Top of Supplied records

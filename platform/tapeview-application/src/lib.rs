pub mod config;
pub mod frame;
pub mod pipeline;
pub mod validation;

Bottom of Supplied records

» Task description:
Set down each line of the data precisely as it appears above.

» Expected output:
filename platform/tapeview-application/src/lib.rs
pub mod config;
pub mod frame;
pub mod pipeline;
pub mod validation;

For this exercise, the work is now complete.